Fey performed the voices of the “Opera Singer” princess and the “Cockney-talking princess” for the 1997 pinball game Medieval Madness by Williams Electronic Games. From an interview with Vanity Fair:
Did she ever use the Sarah Palin voice to entice her own First Dude? No, she said, but once, when she did a voice-over for a pinball machine in Chicago, she used an Elly May Clampett voice. “These critters need some attention,” she says in a soft southern drawl, giving her husband a sexy glance. She’s as pitch-perfect channeling Elly May as she is channeling Palin. “And that was the only time Jeff has kind of hinted that maybe I should talk like that all the time.”
You can watch a promo for the game (above) and listen to Tina’s role over here.
Fey and friend Cady Garey played “pinheads” in a 1991 college production of The Elephant Man at the University of Virginia. “We were the pinheads — circus freaks who appeared in a dream sequence,” Fey told UVA Magazine. “The costumes were loose-fitting burlap with heavy padding underneath. If that wasn’t humiliating enough, the director of the show could never, never remember our actual names.”

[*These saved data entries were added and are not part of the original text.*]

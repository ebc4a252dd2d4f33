//! Navigation integration tests
//!
//! Exercises the selection controller against the built-in curriculum:
//! step jumps, skill resets, invalid-step handling, and the invariant
//! that the selected skill always belongs to the selected step.

use ai_roadmap::core::error::RoadmapError;
use ai_roadmap::curriculum::CurriculumRegistry;
use ai_roadmap::resolver::{self, DedicatedUnit, Resolution};
use ai_roadmap::selection::SelectionController;
use proptest::prelude::*;

#[test]
fn test_select_step_nine_lands_on_guardrails() {
    let registry = CurriculumRegistry::builtin();
    let mut controller = SelectionController::new(registry).unwrap();

    controller.select_step(9).unwrap();
    assert_eq!(controller.current(), (9, "Guardrails"));

    let step = controller.step();
    assert_eq!(
        step.skills,
        &[
            "Guardrails",
            "Sandboxing",
            "Ethical guidelines",
            "Prompt injection defenses",
        ]
    );

    // The landing selection resolves to the dedicated Guardrails page.
    let (step_id, skill) = controller.current();
    let outcome = resolver::resolve(controller.registry(), step_id, skill);
    assert_eq!(outcome, Resolution::Dedicated(DedicatedUnit::Guardrails));
}

#[test]
fn test_unconfigured_step_is_rejected() {
    let registry = CurriculumRegistry::builtin();
    let mut controller = SelectionController::new(registry).unwrap();

    let err = controller.select_step(99).unwrap_err();
    assert!(matches!(err, RoadmapError::InvalidStep(99)));

    // The caller falls back to step 1, first skill.
    let fallback = SelectionController::starting_at(registry, 99)
        .or_else(|_| SelectionController::new(registry))
        .unwrap();
    let first = registry.steps()[0];
    assert_eq!(fallback.current(), (1, first.skills[0]));
}

#[test]
fn test_step_change_always_resets_skill() {
    let registry = CurriculumRegistry::builtin();
    let mut controller = SelectionController::new(registry).unwrap();

    for step in registry.steps() {
        // Move to a non-default skill first so the reset is observable.
        let last = controller.step().skills.last().copied().unwrap();
        controller.select_skill(last).unwrap();

        controller.select_step(step.id).unwrap();
        assert_eq!(controller.current(), (step.id, step.skills[0]));
    }
}

#[test]
fn test_skill_selection_survives_roundtrip_away_and_back() {
    let registry = CurriculumRegistry::builtin();
    let mut controller = SelectionController::new(registry).unwrap();

    controller.select_step(2).unwrap();
    controller.select_skill("Structured Outputs").unwrap();
    controller.select_step(3).unwrap();
    controller.select_step(2).unwrap();

    // Returning to a step gives its first skill again, not the one
    // selected during the earlier visit.
    assert_eq!(controller.current(), (2, "KV caching"));
}

proptest! {
    /// Any sequence of step jumps and skill picks keeps the current
    /// skill inside the current step's list.
    #[test]
    fn test_random_walk_keeps_skill_in_step(
        actions in prop::collection::vec((1u32..=12, 0usize..12), 0..64)
    ) {
        let registry = CurriculumRegistry::builtin();
        let mut controller = SelectionController::new(registry).unwrap();

        for (step_id, skill_pick) in actions {
            // Invalid ids are rejected; selection must stay intact.
            let _ = controller.select_step(step_id);
            let step = controller.step();
            let skill = step.skills[skill_pick % step.skills.len()];
            controller.select_skill(skill).unwrap();

            let (current_id, current_skill) = controller.current();
            prop_assert_eq!(current_id, step.id);
            prop_assert!(step.skills.contains(&current_skill));
        }
    }
}
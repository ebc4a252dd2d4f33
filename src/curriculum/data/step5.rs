//! Step 5 - RAG

use crate::curriculum::model::ContentRecord;

pub static DETAILS: &[(&str, ContentRecord)] = &[
    (
        "MCP",
        ContentRecord {
            title: "Multi-Candidate Prompting (MCP)",
            description: "Learn about advanced prompting techniques where multiple candidate responses or reasoning paths are generated and evaluated to produce a final, higher-quality answer.",
            learning_points: &[],
        },
    ),
    (
        "Reranking",
        ContentRecord {
            title: "Advanced Reranking",
            description: "Go beyond basic reranking by using more sophisticated models (cross-encoders) or learning-to-rank techniques to improve the relevance of retrieved context.",
            learning_points: &[],
        },
    ),
    (
        "Data preparation",
        ContentRecord {
            title: "Data Preparation for RAG",
            description: "Focus on the complete data pipeline for RAG, including cleaning, structuring, chunking, and generating high-quality embeddings for your knowledge base.",
            learning_points: &[],
        },
    ),
    (
        "Multi-step retrieval",
        ContentRecord {
            title: "Multi-step Retrieval",
            description: "Explore techniques where the retrieval process is broken down into multiple steps, allowing an agent to refine its query or explore information iteratively.",
            learning_points: &[],
        },
    ),
    (
        "Data retrieval and generation",
        ContentRecord {
            title: "Retrieval and Generation Pipelines",
            description: "Understand how to construct end-to-end RAG pipelines, connecting the retriever, the reranker, and the generator (LLM) into a cohesive system.",
            learning_points: &[],
        },
    ),
    (
        "LLM Orchestration Frameworks",
        ContentRecord {
            title: "LLM Orchestration Frameworks",
            description: "Learn to use powerful frameworks like LangChain, LlamaIndex, or Haystack to simplify the development and deployment of complex RAG and agentic systems.",
            learning_points: &[],
        },
    ),
];
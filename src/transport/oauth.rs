use serde::Deserialize;

use super::content_type::{ResponseBody, classify, decode_json_object};
use super::http::HttpResponse;
use super::uri::{EncodingError, build_uri};
use super::wire_id::WireId;
use crate::domain::{AccessTokenResult, Credentials};

const REDIRECT_URL_FIELD: &str = "redirect_url";
const CODE_FIELD: &str = "code";
const GRANT_TYPE_FIELD: &str = "grant_type";
const GRANT_TYPE_AUTHORIZATION_CODE: &str = "authorization_code";

#[derive(Debug, Clone, Deserialize)]
struct AccessTokenJsonResponse {
    #[serde(default)]
    access_token: Option<WireId>,
    #[serde(default)]
    subscriber_number: Option<WireId>,
}

pub fn encode_login_url(
    endpoint: &str,
    app_id: &str,
    redirect_url: &str,
) -> Result<String, EncodingError> {
    build_uri(
        endpoint,
        &[],
        &[
            (REDIRECT_URL_FIELD, redirect_url),
            (Credentials::APP_ID_FIELD, app_id),
        ],
    )
}

pub fn encode_access_token_form(credentials: &Credentials, code: &str) -> Vec<(String, String)> {
    vec![
        (
            Credentials::APP_ID_FIELD.to_owned(),
            credentials.app_id().to_owned(),
        ),
        (
            Credentials::APP_SECRET_FIELD.to_owned(),
            credentials.app_secret().to_owned(),
        ),
        (CODE_FIELD.to_owned(), code.to_owned()),
        (
            GRANT_TYPE_FIELD.to_owned(),
            GRANT_TYPE_AUTHORIZATION_CODE.to_owned(),
        ),
    ]
}

pub fn decode_access_token_response(
    response: &HttpResponse,
) -> Result<AccessTokenResult, serde_json::Error> {
    let mut result = AccessTokenResult {
        response_code: response.status,
        response_message: response.reason.clone(),
        access_token: None,
        subscriber_number: None,
    };

    if let ResponseBody::Json(body) = classify(response) {
        let parsed: AccessTokenJsonResponse = decode_json_object(body)?;
        // Token fields only count on a successful exchange.
        if response.status == 200 {
            result.access_token = parsed.access_token.map(WireId::into_string);
            result.subscriber_number = parsed.subscriber_number.map(WireId::into_string);
        }
    }

    Ok(result)
}
use serde::Deserialize;

use super::content_type::{ResponseBody, classify, decode_json_object};
use super::http::HttpResponse;
use super::uri::{EncodingError, build_uri};
use super::wire_id::WireId;
use crate::domain::{AccessToken, SendSms, SendSmsResult, ShortCode};

#[derive(Debug, Clone, Deserialize)]
struct SendSmsJsonResponse {
    #[serde(default, rename = "messageId", alias = "message_id")]
    message_id: Option<WireId>,
    #[serde(default)]
    status: Option<WireId>,
}

pub fn encode_send_sms_uri(endpoint: &str, request: &SendSms) -> Result<String, EncodingError> {
    build_uri(
        endpoint,
        &[(ShortCode::PLACEHOLDER, request.short_code().path_segment())],
        &[(AccessToken::FIELD, request.access_token().as_str())],
    )
}

pub fn encode_send_sms_body(request: &SendSms) -> serde_json::Value {
    serde_json::json!({
        "address": request.address().as_str(),
        "message": request.message(),
    })
}

pub fn decode_send_sms_response(response: &HttpResponse) -> Result<SendSmsResult, serde_json::Error> {
    let mut result = SendSmsResult {
        response_code: response.status,
        response_message: Some(response.reason.clone()).filter(|reason| !reason.is_empty()),
        message_id: None,
        status: None,
    };

    if let ResponseBody::Json(body) = classify(response) {
        let parsed: SendSmsJsonResponse = decode_json_object(body)?;
        result.message_id = parsed.message_id.map(WireId::into_string);
        result.status = parsed.status.map(WireId::into_string);
    }

    Ok(result)
}

#[cfg(test)]
mod tests {
    use reqwest::header::HeaderValue;
    use serde_json::json;

    use super::*;

    fn request(short_code: &str, token: &str) -> SendSms {
        SendSms::builder(AccessToken::new(token), ShortCode::new(short_code))
            .address("9171234567")
            .message("Hello \"there\"")
            .build()
            .unwrap()
    }

    #[test]
    fn uri_uses_last_four_of_short_code_and_encodes_token() {
        let uri = encode_send_sms_uri(
            "http://devapi.globelabs.com.ph/smsmessaging/v1/outbound/{shortCode}/requests",
            &request("21581234", "a+b/c"),
        )
        .unwrap();
        assert_eq!(
            uri,
            "http://devapi.globelabs.com.ph/smsmessaging/v1/outbound/1234/requests?access_token=a%2Bb%2Fc"
        );
    }

    #[test]
    fn body_is_address_and_message_json() {
        let body = encode_send_sms_body(&request("1234", "t"));
        assert_eq!(
            body,
            json!({"address": "9171234567", "message": "Hello \"there\""})
        );
    }

    #[test]
    fn decode_json_response_fields() {
        let response = HttpResponse::new(201, "Created")
            .with_content_type(HeaderValue::from_static("application/json;charset=UTF-8"))
            .with_body(r#"{"messageId":"m-1","status":"SENT","extra":true}"#);
        let result = decode_send_sms_response(&response).unwrap();
        assert_eq!(
            result,
            SendSmsResult {
                response_code: 201,
                response_message: Some("Created".to_owned()),
                message_id: Some("m-1".to_owned()),
                status: Some("SENT".to_owned()),
            }
        );
    }

    #[test]
    fn decode_accepts_snake_case_and_numeric_id() {
        let response = HttpResponse::new(200, "OK")
            .with_content_type(HeaderValue::from_static("application/json"))
            .with_body(r#"{"message_id":12345}"#);
        let result = decode_send_sms_response(&response).unwrap();
        assert_eq!(result.message_id.as_deref(), Some("12345"));
        assert_eq!(result.status, None);
    }

    #[test]
    fn decode_html_error_page_uses_status_line() {
        let response = HttpResponse::new(400, "Bad Request")
            .with_content_type(HeaderValue::from_static("text/html"))
            .with_body("<html><body>Bad Request</body></html>");
        let result = decode_send_sms_response(&response).unwrap();
        assert_eq!(
            result,
            SendSmsResult {
                response_code: 400,
                response_message: Some("Bad Request".to_owned()),
                message_id: None,
                status: None,
            }
        );
    }

    #[test]
    fn decode_empty_reason_is_absent() {
        let response = HttpResponse::new(502, "");
        let result = decode_send_sms_response(&response).unwrap();
        assert_eq!(result.response_code, 502);
        assert_eq!(result.response_message, None);
    }

    #[test]
    fn decode_invalid_json_is_an_error() {
        let response = HttpResponse::new(200, "OK")
            .with_content_type(HeaderValue::from_static("application/json"))
            .with_body("<html>oops</html>");
        assert!(decode_send_sms_response(&response).is_err());
    }
}
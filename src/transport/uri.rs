use url::Url;
use url::form_urlencoded::byte_serialize;

#[derive(Debug, thiserror::Error)]
pub enum EncodingError {
    #[error("endpoint {template:?} has no {{{placeholder}}} placeholder")]
    MissingPlaceholder {
        template: String,
        placeholder: &'static str,
    },

    #[error("invalid endpoint URL {url:?}: {source}")]
    InvalidUrl {
        url: String,
        #[source]
        source: url::ParseError,
    },
}

/// Form-encode a single value (UTF-8; space becomes `+`).
pub fn encode_component(value: &str) -> String {
    byte_serialize(value.as_bytes()).collect()
}

/// Substitute `{name}` placeholders, then append query pairs in order.
///
/// Placeholder values and query pairs are form-encoded; the template itself is
/// taken as-is.
pub fn build_uri(
    template: &str,
    path_params: &[(&'static str, &str)],
    query: &[(&str, &str)],
) -> Result<String, EncodingError> {
    let mut base = template.to_owned();
    for (placeholder, value) in path_params {
        let token = format!("{{{placeholder}}}");
        if !base.contains(&token) {
            return Err(EncodingError::MissingPlaceholder {
                template: template.to_owned(),
                placeholder: *placeholder,
            });
        }
        base = base.replace(&token, &encode_component(value));
    }

    let mut url = Url::parse(&base).map_err(|source| EncodingError::InvalidUrl {
        url: base.clone(),
        source,
    })?;
    if !query.is_empty() {
        url.query_pairs_mut().extend_pairs(query);
    }
    Ok(url.into())
}
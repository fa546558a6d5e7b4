use std::collections::BTreeMap;

use percent_encoding::percent_decode_str;

use crate::domain::InboundSmsRecord;

#[derive(Debug, Clone, PartialEq, Eq, thiserror::Error)]
pub enum DecodingError {
    #[error("malformed percent-escape in {token:?}")]
    MalformedEscape { token: String },

    #[error("decoded bytes of {token:?} are not valid UTF-8")]
    InvalidUtf8 { token: String },
}

/// Decode an `application/x-www-form-urlencoded` notification body.
///
/// Empty segments are skipped, a segment without `=` is a key with an empty
/// value, and a repeated key keeps its last value.
pub fn decode_inbound_form(raw_body: &str) -> Result<InboundSmsRecord, DecodingError> {
    let mut fields = BTreeMap::new();
    for segment in raw_body.split('&').filter(|segment| !segment.is_empty()) {
        let (key, value) = segment.split_once('=').unwrap_or((segment, ""));
        fields.insert(decode_component(key)?, decode_component(value)?);
    }
    Ok(InboundSmsRecord::from_fields(fields))
}

fn decode_component(token: &str) -> Result<String, DecodingError> {
    check_escapes(token)?;
    let spaced = token.replace('+', " ");
    percent_decode_str(&spaced)
        .decode_utf8()
        .map(|decoded| decoded.into_owned())
        .map_err(|_| DecodingError::InvalidUtf8 {
            token: token.to_owned(),
        })
}

// `percent_decode_str` passes bad escapes through verbatim, so reject them first.
fn check_escapes(token: &str) -> Result<(), DecodingError> {
    let bytes = token.as_bytes();
    let mut idx = 0;
    while idx < bytes.len() {
        if bytes[idx] != b'%' {
            idx += 1;
            continue;
        }
        let well_formed = bytes
            .get(idx + 1..idx + 3)
            .is_some_and(|hex| hex.iter().all(u8::is_ascii_hexdigit));
        if !well_formed {
            return Err(DecodingError::MalformedEscape {
                token: token.to_owned(),
            });
        }
        idx += 3;
    }
    Ok(())
}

The same year that Fey started appearing in sketches on SNL, while working as the show’s head writer, she performed with fellow cast member Rachel Dratch in an off-Broadway, two-woman show called Dratch & Fey. “Comic Duo Splits Sides,” was the headline for the Wall Street Journal review of the production. “Indeed, the fun part of watching these two perform together is seeing how comfortable they are with each other, as if they are in somebody’s basement putting on a show for a bunch of friends. It’s also interesting to see two very funny women working as a team. Interesting because there have been so few two-woman comedy teams.” In this interview, Fey discusses working live versus scripted (“You can be a little darker in a live show”) and has to answer a lame question about playing different men in the show (after the doofus host interrupts her several times).
Watch Poehler play an obsessed, semi-Satanic ex of Amanda Peet’s character’s current crush in the MTV short film Zoe Loses It (2000). It’s like the original Girls we wish existed in series form, complete with women who eat cheese, women who talk on the phone while taking a crap, and women who wind up in jail.